Le médecin généraliste est l’acteur de première ligne de cette prise en charge, intervenant dans la coordination et le suivi des actions thérapeutiques. Néanmoins, les patients dont la situation le nécessite doivent bénéficier du recours à une équipe pluriprofessionnelle (psychiatre, gériatre, psychologue, infirmière etc.), chargée d’évaluer les affections, d’orienter les choix thérapeutiques et de guider le suivi. Selon le degré de complexité des troubles, la prise en charge doit être assurée soit à partir de la filière gériatrique (notamment pour prendre en charge les troubles du comportement des personnes âgées souffrants de démence de type maladie d’Alzheimer), soit à partir de services de psychiatrie ayant développé une connaissance de la psychiatrie des personnes âgées lorsque les troubles psychiatriques sont plus importants ou témoignent d’une phase de décompensation. Dans les deux cas, il est indispensable de disposer de compétences plurielles (gériatrique et psychiatrique). Le mode de prise en charge proposé doit lui aussi être gradué, en fonction des spécificités du patient (nature et stade de la pathologie, environnement social et psychoaffectif du patient, etc.). Si le traitement ambulatoire doit être privilégié, éventuellement complété, par un suivi à domicile réalisé par l’équipe psychiatrique du secteur, il apparaît souhaitable de disposer, à terme, dans chaque région, de petites capacités d’hospitalisation psychiatriques à temps complet dédiées à la psychiatrie du sujet âgé, en particulier pour assurer une évaluation diagnostique, un bilan pré thérapeutique et une surveillance du traitement.

b- La place de la psychiatrie dans la prise en charge de ces troubles.

Compte tenu de la spécificité du diagnostic et des traitements psychiatriques, la prise en charge des sujets âgés requiert l’intervention de professionnels de la psychiatrie expérimentés à ces modalités, capables d’assurer une prise en charge directe des patients dont l’état le nécessite mais aussi d’apporter un appui aux professionnels intervenant dans le suivi et l’accompagnement des personnes âgées, sous forme de formations et/ou d’échanges autours de la pratique.

c- L’organisation d’une coopération formalisée entre les différents acteurs.

L’amélioration de la prise en charge des pathologies psychiatriques du sujet âgé passe par la coordination de l’ensemble des interventions des acteurs sanitaires, médico-sociaux et sociaux.

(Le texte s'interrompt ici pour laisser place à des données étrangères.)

// ── Querier ──
//
// Facade over detection, handlers, link correlation and the cache. All
// collaborators are passed in; nothing here is process-global.

use std::fmt;
use std::net::IpAddr;
use std::sync::Arc;
use std::time::Duration;

use async_trait::async_trait;
use futures::future::join_all;
use hamlink_api::{SnmpTransport, TransportConfig, UdpTransport, VendorConnector};
use tracing::{debug, warn};

use crate::cache::{
    CacheDatabase, CacheMaintenance, CacheStatistics, CachingDeviceHandler, HandlerSource,
    MaintenanceReport,
};
use crate::catalog::DeviceCatalog;
use crate::config::QuerierOptions;
use crate::containers::{BgpPeers, InterfaceDetails, SystemData, WirelessPeerInfos};
use crate::detect::{DetectionRequest, DetectorRegistry};
use crate::error::CoreError;
use crate::handler::DeviceHandler;
use crate::link::{LinkDetails, correlate};
use crate::model::DeviceAddress;

/// Opens a transport towards one device.
pub trait TransportFactory: Send + Sync + fmt::Debug {
    fn create(&self, address: DeviceAddress) -> Result<Arc<dyn SnmpTransport>, CoreError>;
}

/// Real UDP sessions with a fixed configuration.
#[derive(Debug, Clone)]
pub struct UdpTransportFactory {
    config: TransportConfig,
}

impl UdpTransportFactory {
    pub fn new(config: TransportConfig) -> Self {
        Self { config }
    }
}

impl TransportFactory for UdpTransportFactory {
    fn create(&self, address: DeviceAddress) -> Result<Arc<dyn SnmpTransport>, CoreError> {
        Ok(Arc::new(UdpTransport::new(address.ip(), self.config.clone())))
    }
}

/// Entry point for every query operation.
#[derive(Clone)]
pub struct Querier {
    options: Arc<QuerierOptions>,
    registry: Arc<DetectorRegistry>,
    catalog: Arc<dyn DeviceCatalog>,
    transports: Arc<dyn TransportFactory>,
    vendor: Option<Arc<dyn VendorConnector>>,
    cache: Option<CacheDatabase>,
}

impl fmt::Debug for Querier {
    fn fmt(&self, f: &mut fmt::Formatter<'_>) -> fmt::Result {
        f.debug_struct("Querier")
            .field("detectors", &self.registry.detector_names())
            .field("vendor", &self.vendor.is_some())
            .field("cache", &self.cache.as_ref().map(CacheDatabase::path))
            .finish_non_exhaustive()
    }
}

impl Querier {
    /// The vendor connector is derived from the options; use
    /// [`with_vendor_connector`](Self::with_vendor_connector) to replace it.
    pub fn new(
        options: QuerierOptions,
        registry: DetectorRegistry,
        catalog: Arc<dyn DeviceCatalog>,
        transports: Arc<dyn TransportFactory>,
    ) -> Self {
        let vendor = options
            .vendor_connector()
            .map(|c| Arc::new(c) as Arc<dyn VendorConnector>);
        Self {
            options: Arc::new(options),
            registry: Arc::new(registry),
            catalog,
            transports,
            vendor,
            cache: None,
        }
    }

    /// Attaches the cache store; it is only consulted when caching is
    /// enabled in the options.
    pub fn with_cache(mut self, db: CacheDatabase) -> Self {
        self.cache = Some(db);
        self
    }

    pub fn with_vendor_connector(mut self, connector: Arc<dyn VendorConnector>) -> Self {
        self.vendor = Some(connector);
        self
    }

    pub fn options(&self) -> &QuerierOptions {
        &self.options
    }

    fn caching(&self) -> Option<&CacheDatabase> {
        self.cache.as_ref().filter(|_| self.options.enable_caching)
    }

    /// Handler for `address`: cache-backed when caching is enabled,
    /// otherwise freshly detected.
    pub async fn handler(
        &self,
        address: DeviceAddress,
    ) -> Result<Arc<dyn DeviceHandler>, CoreError> {
        let transport = self.transports.create(address)?;
        let source = Arc::new(DetectingSource {
            querier: self.clone(),
            transport: Arc::clone(&transport),
        });
        match self.caching() {
            Some(db) => Ok(Arc::new(CachingDeviceHandler::new(
                address,
                db.clone(),
                self.options.cache_validity,
                transport,
                source,
            ))),
            None => source.create(address).await,
        }
    }

    // ── Per-device views ────────────────────────────────────────────

    pub async fn system_data(&self, address: DeviceAddress) -> Result<Arc<SystemData>, CoreError> {
        self.handler(address).await?.system_data().await
    }

    pub async fn network_interface_details(
        &self,
        address: DeviceAddress,
    ) -> Result<Arc<InterfaceDetails>, CoreError> {
        self.handler(address).await?.network_interface_details().await
    }

    pub async fn wireless_peer_infos(
        &self,
        address: DeviceAddress,
    ) -> Result<Arc<WirelessPeerInfos>, CoreError> {
        self.handler(address).await?.wireless_peer_infos().await
    }

    pub async fn fetch_bgp_peers(
        &self,
        address: DeviceAddress,
        remote: Option<IpAddr>,
    ) -> Result<BgpPeers, CoreError> {
        self.handler(address).await?.fetch_bgp_peers(remote).await
    }

    // ── Links ───────────────────────────────────────────────────────

    /// Correlates `a` with each of `others`, concurrently.
    ///
    /// Fails only when every pairing fails; individual failures are logged
    /// and the remaining details are merged.
    pub async fn fetch_link_details(
        &self,
        a: DeviceAddress,
        others: &[DeviceAddress],
    ) -> Result<LinkDetails, CoreError> {
        let handler_a = self.handler(a).await?;
        let results = join_all(others.iter().map(|&b| {
            let handler_a = Arc::clone(&handler_a);
            async move {
                let handler_b = self.handler(b).await?;
                correlate(handler_a.as_ref(), handler_b.as_ref()).await
            }
        }))
        .await;

        let mut merged = LinkDetails::default();
        let mut first_error = None;
        let mut succeeded = 0usize;
        for (b, result) in others.iter().zip(results) {
            match result {
                Ok(details) => {
                    succeeded += 1;
                    merged.merge(details);
                }
                Err(e) => {
                    warn!(a = %a, b = %b, error = %e, "link correlation failed");
                    first_error.get_or_insert(e);
                }
            }
        }
        match first_error {
            Some(e) if succeeded == 0 => Err(e),
            _ => {
                debug!(a = %a, links = merged.details.len(), "link details fetched");
                Ok(merged)
            }
        }
    }

    // ── Cache maintenance ───────────────────────────────────────────

    pub fn maintenance(&self) -> Result<CacheMaintenance, CoreError> {
        self.cache
            .clone()
            .map(CacheMaintenance::new)
            .ok_or_else(|| CoreError::Cache {
                message: "no cache database configured".into(),
            })
    }

    pub fn invalidate(
        &self,
        addresses: &[DeviceAddress],
        dry_run: bool,
    ) -> Result<MaintenanceReport, CoreError> {
        self.maintenance()?.invalidate(addresses, dry_run)
    }

    pub fn purge_older_than(
        &self,
        age: Duration,
        dry_run: bool,
    ) -> Result<MaintenanceReport, CoreError> {
        self.maintenance()?.purge_older_than(age, dry_run)
    }

    pub fn statistics(&self) -> Result<CacheStatistics, CoreError> {
        self.maintenance()?.statistics()
    }
}

/// Runs detection over one transport.
#[derive(Debug)]
struct DetectingSource {
    querier: Querier,
    transport: Arc<dyn SnmpTransport>,
}

#[async_trait]
impl HandlerSource for DetectingSource {
    async fn create(&self, address: DeviceAddress) -> Result<Arc<dyn DeviceHandler>, CoreError> {
        let querier = &self.querier;
        debug!(address = %address, "running device detection");
        querier
            .registry
            .detect(
                querier.catalog.as_ref(),
                DetectionRequest {
                    transport: Arc::clone(&self.transport),
                    vendor: querier.vendor.as_deref(),
                    allowed_apis: querier.options.effective_apis(),
                    requested_version: querier.options.protocol_version,
                },
            )
            .await
    }
}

Compte tenu du caractère souvent polypathologique des troubles du sujet âgé, la coordination des compétences psychiatriques et gériatriques constitue un élément déterminant de la qualité de la prise en charge des personnes âgées souffrant de troubles psychiques. Cette collaboration peut prendre des formes diverses : consultations pluridisciplinaires du sujet âgé, réseaux associant les gériatres et les psychiatres, équipes mobiles services de psychiatrie du sujet âgé…

Le personnel soignant doit être formé et au minimum sensibilisé à cette pratique de prise en charge.

3 – Le cadre souhaitable de l’intervention de cette prise en charge psychiatrique.

L’organisation de lieux spécifiés de prise en charge (attention portée à l’architecture ou aux circuits de circulation) est essentielle à la qualité de réalisation de cette activité et à la perception qu’elle génère auprès des sujets âgés eux-mêmes et de leurs familles. La prise en charge des patients doit être assurée dans le cadre de projets de soins individualisés et formalisés, et qui permettent d’adapter régulièrement les approches thérapeutiques au regard de l’évolution de la situation des personnes. L’organisation des soins doit permettre d’assurer une réelle pluridisciplinarité de la prise en charge du patient âgé, notamment par la réunion régulière des compétences médicales dans un « staff » commun.

Textes de référence :

Circulaire DHOS/ O2/ n° 117 du 28 mars 2007 relative à l’amélioration de la filière de soins gériatriques.
Circulaire DHOS/O2/2004/507 du 25 octobre 2004 relative à l’élaboration du volet psychiatrie et santé mentale du schéma régional d’organisation sanitaire de troisième génération.
Annexe : orientations relatives à la prise en charge des sujets âgés souffrant de troubles psychiques.